Researchers found that fenofibrate reduced the risk of disease progression by 27%

Pink tablets are contained in a blister pack
Pixabay/Michal Jarmoluk

A new study coordinated by Oxford Population Health has highlighted the potential of a drug commonly used to lower cholesterol in reducing the risk of diabetic eye disease progression.

The results of the Lowering Events in Non-proliferative retinopathy in Scotland (LENS) trial were described in The New England Journal of Medicine Evidence.

Through the trial, 1151 patients from the diabetic eye screening programme in Scotland were randomly assigned to receive a daily tablet of 145-mg fenofibrate or a placebo tablet.

The study found that taking fenofibrate reduced progression of diabetic retinopathy compared with those taking the placebo among participants with early retinal changes.

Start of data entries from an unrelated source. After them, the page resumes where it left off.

// SPDX-License-Identifier: Apache-2.0
// Copyright 2025 Ankit Kumar Pandey

//! `snappager validate` command - Validate configuration file.

use std::path::Path;

use snappager_core::ConfigLoader;

fn optional(path: Option<&Path>) -> String {
    path.map(|p| p.display().to_string())
        .unwrap_or_else(|| "-".to_string())
}

pub async fn execute(file: &str) -> Result<(), Box<dyn std::error::Error>> {
    tracing::info!(file = %file, "Validating configuration");

    match ConfigLoader::load_file(file) {
        Ok(config) => {
            println!("✓ Configuration is valid");
            println!();
            println!("Page Server Settings:");
            println!("  Handshake Socket:   {}", config.socket_path.display());
            println!("  Memory File:        {}", config.memory_file.display());
            println!(
                "  Trace File:         {}",
                optional(config.trace_file.as_deref())
            );
            println!(
                "  Working Set File:   {}",
                optional(config.working_set_file.as_deref())
            );
            println!("  Insertion Threads:  {}", config.threads);
            println!(
                "  Mode:               {}",
                if config.lazy { "lazy" } else { "eager" }
            );
            if let Some(store) = &config.chunk_store {
                println!();
                println!("Chunk Store:");
                println!("  Root:               {}", store.root.display());
                println!("  Chunk Size:         {} bytes", store.chunk_size);
            }
            Ok(())
        }
        Err(e) => {
            eprintln!("✗ Configuration validation failed:");
            eprintln!("  {}", e);
            std::process::exit(1);
        }
    }
}
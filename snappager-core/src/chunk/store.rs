//! Chunk store backed by a local directory.
//!
//! Each chunk lives in `<root>/<hex hash>`, the layout of a mounted or
//! pre-synced object-store cache.

use std::path::{Path, PathBuf};

use super::{validate_chunk_size, ChunkStore};
use crate::error::ChunkError;

#[derive(Debug, Clone)]
pub struct DirChunkStore {
    root: PathBuf,
    chunk_size: u64,
}

impl DirChunkStore {
    pub fn new(root: impl Into<PathBuf>, chunk_size: u64) -> Result<Self, ChunkError> {
        validate_chunk_size(chunk_size)?;
        Ok(Self {
            root: root.into(),
            chunk_size,
        })
    }

    pub fn root(&self) -> &Path {
        &self.root
    }

    /// File holding the chunk named `hex_hash`.
    pub fn chunk_path(&self, hex_hash: &str) -> PathBuf {
        self.root.join(hex_hash)
    }
}

impl ChunkStore for DirChunkStore {
    fn chunk_size(&self) -> u64 {
        self.chunk_size
    }

    fn download_and_return_chunk(&self, hex_hash: &str) -> Result<Vec<u8>, ChunkError> {
        let path = self.chunk_path(hex_hash);
        std::fs::read(&path).map_err(|e| ChunkError::Download {
            hash: hex_hash.to_string(),
            reason: format!("{}: {}", path.display(), e),
        })
    }
}
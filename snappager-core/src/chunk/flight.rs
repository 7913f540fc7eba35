//! Single-flight initialization of one cached value.

use std::sync::{Arc, Mutex, MutexGuard};

/// A slot filled at most once by a fallible initializer.
///
/// Concurrent callers of [`SingleFlight::get_or_try_init`] coalesce: one runs
/// the initializer while the others wait for its outcome. A failed
/// initialization leaves the slot empty so the next caller retries.
#[derive(Debug)]
pub struct SingleFlight<T> {
    slot: Mutex<Option<Arc<T>>>,
}

impl<T> SingleFlight<T> {
    pub fn new() -> Self {
        Self {
            slot: Mutex::new(None),
        }
    }

    fn lock(&self) -> MutexGuard<'_, Option<Arc<T>>> {
        // The slot only ever holds a finished value, so a panic in some
        // initializer cannot leave it half-written.
        match self.slot.lock() {
            Ok(guard) => guard,
            Err(poisoned) => poisoned.into_inner(),
        }
    }

    /// The value, if some caller already produced it.
    pub fn get(&self) -> Option<Arc<T>> {
        self.lock().clone()
    }

    /// Return the value, running `init` if no caller has produced it yet.
    pub fn get_or_try_init<E>(&self, init: impl FnOnce() -> Result<T, E>) -> Result<Arc<T>, E> {
        let mut slot = self.lock();
        if let Some(value) = slot.as_ref() {
            return Ok(Arc::clone(value));
        }

        let value = Arc::new(init()?);
        *slot = Some(Arc::clone(&value));
        Ok(value)
    }
}

impl<T> Default for SingleFlight<T> {
    fn default() -> Self {
        Self::new()
    }
}
// SPDX-License-Identifier: Apache-2.0
// Copyright 2025 Ankit Kumar Pandey

//! Userfaultfd kernel interface.
//!
//! `abi` holds the bit-exact structure images exchanged with the kernel,
//! `file` issues them against a descriptor.

pub mod abi;
mod file;
#[cfg(test)]
pub(crate) mod testing;

pub use abi::FaultEvent;
pub use file::{UffdFile, UserFault};
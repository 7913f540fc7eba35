// SPDX-License-Identifier: Apache-2.0
// Copyright 2025 Ankit Kumar Pandey

//! YAML configuration parser with strict schema validation.
//!
//! Validates the page server configuration before any socket is bound.
//! Any invalid field results in a HardValidationError that prevents startup.

use std::path::{Path, PathBuf};
use std::sync::Arc;

use serde::Deserialize;

use crate::chunk::{validate_chunk_size, ChunkStore, DirChunkStore, MIN_CHUNK_SIZE};
use crate::error::{HardValidationError, PagerError, PagerResult};

/// Upper bound on working-set insertion workers.
pub const MAX_THREADS: usize = 1024;

/// Raw chunk store section as parsed from YAML (before validation).
#[derive(Debug, Clone, Deserialize)]
pub struct RawChunkStoreConfig {
    pub root: String,
    #[serde(default = "default_chunk_size")]
    pub chunk_size: u64,
}

fn default_chunk_size() -> u64 {
    MIN_CHUNK_SIZE
}

/// Raw configuration as parsed from YAML or assembled from CLI flags.
#[derive(Debug, Clone, Deserialize)]
pub struct RawPagerConfig {
    pub socket_path: String,
    pub memory_file: String,
    #[serde(default)]
    pub trace_file: Option<String>,
    #[serde(default)]
    pub working_set_file: Option<String>,
    #[serde(default = "default_threads")]
    pub threads: usize,
    #[serde(default)]
    pub lazy: bool,
    #[serde(default)]
    pub chunk_store: Option<RawChunkStoreConfig>,
}

fn default_threads() -> usize {
    8
}

/// Validated chunk store configuration.
#[derive(Debug, Clone, PartialEq, Eq)]
pub struct ChunkStoreConfig {
    pub root: PathBuf,
    pub chunk_size: u64,
}

/// Validated page server configuration.
#[derive(Debug, Clone, PartialEq, Eq)]
pub struct PagerConfig {
    pub socket_path: PathBuf,
    pub memory_file: PathBuf,
    pub trace_file: Option<PathBuf>,
    pub working_set_file: Option<PathBuf>,
    pub threads: usize,
    pub lazy: bool,
    pub chunk_store: Option<ChunkStoreConfig>,
}

impl PagerConfig {
    /// Open the configured chunk store. `None` outside lazy mode.
    pub fn open_chunk_store(&self) -> PagerResult<Option<Arc<dyn ChunkStore>>> {
        if !self.lazy {
            return Ok(None);
        }
        match &self.chunk_store {
            Some(store) => {
                let store = DirChunkStore::new(&store.root, store.chunk_size)?;
                Ok(Some(Arc::new(store)))
            }
            None => Err(HardValidationError::MissingRequiredField {
                field: "chunk_store",
                context: "lazy mode".to_string(),
            }
            .into()),
        }
    }
}

/// Configuration loader with strict validation.
pub struct ConfigLoader;

impl ConfigLoader {
    /// Load and validate configuration from a YAML file.
    /// Returns HardValidationError for any invalid fields.
    pub fn load_file(path: impl AsRef<Path>) -> PagerResult<PagerConfig> {
        let path = path.as_ref();

        if !path.exists() {
            return Err(PagerError::ConfigNotFound {
                path: path.to_path_buf(),
            });
        }

        let content = std::fs::read_to_string(path).map_err(|e| PagerError::Io {
            context: "reading config file",
            source: e,
        })?;

        Self::load_string(&content)
    }

    /// Load and validate configuration from a YAML string.
    pub fn load_string(content: &str) -> PagerResult<PagerConfig> {
        let raw: RawPagerConfig =
            serde_yaml::from_str(content).map_err(|e| PagerError::ConfigParse {
                message: format!("YAML parse error: {}", e),
            })?;

        Self::validate(raw)
    }

    /// Validate raw configuration and convert to validated types.
    pub fn validate(raw: RawPagerConfig) -> PagerResult<PagerConfig> {
        let socket_path = required_path("socket_path", &raw.socket_path)?;
        let memory_file = required_path("memory_file", &raw.memory_file)?;
        let trace_file = optional_path("trace_file", raw.trace_file.as_deref())?;
        let working_set_file = optional_path("working_set_file", raw.working_set_file.as_deref())?;

        if raw.threads == 0 || raw.threads > MAX_THREADS {
            return Err(HardValidationError::InvalidFieldValue {
                field: "threads",
                value: raw.threads.to_string(),
                reason: format!("Must be between 1 and {}", MAX_THREADS),
            }
            .into());
        }

        let chunk_store = raw
            .chunk_store
            .map(Self::validate_chunk_store)
            .transpose()?;

        if raw.lazy && chunk_store.is_none() {
            return Err(HardValidationError::MissingRequiredField {
                field: "chunk_store",
                context: "lazy mode".to_string(),
            }
            .into());
        }

        Ok(PagerConfig {
            socket_path,
            memory_file,
            trace_file,
            working_set_file,
            threads: raw.threads,
            lazy: raw.lazy,
            chunk_store,
        })
    }

    fn validate_chunk_store(raw: RawChunkStoreConfig) -> PagerResult<ChunkStoreConfig> {
        let root = required_path("chunk_store.root", &raw.root)?;

        validate_chunk_size(raw.chunk_size).map_err(|e| HardValidationError::InvalidFieldValue {
            field: "chunk_store.chunk_size",
            value: raw.chunk_size.to_string(),
            reason: e.to_string(),
        })?;

        Ok(ChunkStoreConfig {
            root,
            chunk_size: raw.chunk_size,
        })
    }
}

fn required_path(field: &'static str, value: &str) -> Result<PathBuf, HardValidationError> {
    if value.trim().is_empty() {
        return Err(HardValidationError::InvalidFieldValue {
            field,
            value: value.to_string(),
            reason: "Path cannot be empty".to_string(),
        });
    }
    Ok(PathBuf::from(value))
}

fn optional_path(
    field: &'static str,
    value: Option<&str>,
) -> Result<Option<PathBuf>, HardValidationError> {
    value.map(|value| required_path(field, value)).transpose()
}

#[cfg(test)]
mod tests {
    use super::*;

    const VALID_CONFIG: &str = r#"
socket_path: /run/vm1/uffd.sock
memory_file: /snapshots/vm1/mem
trace_file: /snapshots/vm1/trace.csv
working_set_file: /snapshots/vm1/ws.csv
threads: 16
"#;

    #[test]
    fn test_valid_config() {
        let config = ConfigLoader::load_string(VALID_CONFIG).unwrap();
        assert_eq!(config.socket_path, PathBuf::from("/run/vm1/uffd.sock"));
        assert_eq!(config.threads, 16);
        assert_eq!(
            config.working_set_file,
            Some(PathBuf::from("/snapshots/vm1/ws.csv"))
        );
        assert!(!config.lazy);
        assert!(config.open_chunk_store().unwrap().is_none());
    }

    #[test]
    fn test_defaults_applied() {
        let yaml = r#"
socket_path: /run/uffd.sock
memory_file: /mem
"#;
        let config = ConfigLoader::load_string(yaml).unwrap();
        assert_eq!(config.threads, 8);
        assert!(!config.lazy);
        assert!(config.trace_file.is_none());
        assert!(config.chunk_store.is_none());
    }

    #[test]
    fn test_zero_threads_rejected() {
        let yaml = r#"
socket_path: /run/uffd.sock
memory_file: /mem
threads: 0
"#;
        let result = ConfigLoader::load_string(yaml);
        assert!(matches!(
            result,
            Err(PagerError::HardValidation(
                HardValidationError::InvalidFieldValue { field: "threads", .. }
            ))
        ));
    }

    #[test]
    fn test_empty_socket_path_rejected() {
        let yaml = r#"
socket_path: ""
memory_file: /mem
"#;
        assert!(ConfigLoader::load_string(yaml).is_err());
    }

    #[test]
    fn test_lazy_requires_chunk_store() {
        let yaml = r#"
socket_path: /run/uffd.sock
memory_file: /recipe
lazy: true
"#;
        let result = ConfigLoader::load_string(yaml);
        assert!(matches!(
            result,
            Err(PagerError::HardValidation(
                HardValidationError::MissingRequiredField { field: "chunk_store", .. }
            ))
        ));
    }

    #[test]
    fn test_lazy_with_chunk_store() {
        let dir = tempfile::tempdir().unwrap();
        let yaml = format!(
            "socket_path: /run/uffd.sock\nmemory_file: /recipe\nlazy: true\nchunk_store:\n  root: {}\n  chunk_size: 65536\n",
            dir.path().display()
        );
        let config = ConfigLoader::load_string(&yaml).unwrap();
        let store = config.open_chunk_store().unwrap().unwrap();
        assert_eq!(store.chunk_size(), 65536);
    }

    #[test]
    fn test_invalid_chunk_size() {
        let yaml = r#"
socket_path: /run/uffd.sock
memory_file: /recipe
lazy: true
chunk_store:
  root: /var/cache/chunks
  chunk_size: 5000
"#;
        assert!(ConfigLoader::load_string(yaml).is_err());
    }

    #[test]
    fn test_missing_file() {
        let result = ConfigLoader::load_file("/nonexistent/snappager.yaml");
        assert!(matches!(result, Err(PagerError::ConfigNotFound { .. })));
    }

    #[test]
    fn test_malformed_yaml() {
        let result = ConfigLoader::load_string("socket_path: [unclosed");
        assert!(matches!(result, Err(PagerError::ConfigParse { .. })));
    }
}
use crate::action::{ActionError, ActionOutcome};
use crate::env::BattleEnv;
use crate::state::{BattleState, CombatantId};

/// Defines how a concrete action variant mutates battle state.
///
/// `pre_validate` must perform every check that can reject the action, so that a
/// rejected action never leaves partial effects behind. `apply` may assume
/// `pre_validate` succeeded. Gauge reset, logging and outcome evaluation are the
/// engine's job and must not be done here.
pub trait ActionTransition {
    /// The combatant performing the action.
    fn actor(&self) -> CombatantId;

    /// Validates pre-conditions using the state **before** mutation.
    fn pre_validate(&self, _state: &BattleState, _env: &BattleEnv<'_>) -> Result<(), ActionError> {
        Ok(())
    }

    /// Applies the action by mutating the battle state directly.
    fn apply(
        &self,
        state: &mut BattleState,
        env: &BattleEnv<'_>,
    ) -> Result<ActionOutcome, ActionError>;
}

Those in the intervention group had a 27% lower risk of needing to be referred to specialist care for diabetic retinopathy over four years compared to those assigned the placebo.

Lead author and associate professor at Oxford Population Health, Dr David Preiss, highlighted that diabetic retinopathy remains a leading cause of visual loss.

“We need simple strategies that can be widely used to reduce the progression of diabetic eye disease. Fenofibrate may therefore provide a valuable addition to treat people with early to moderate diabetic retinopathy,” he said.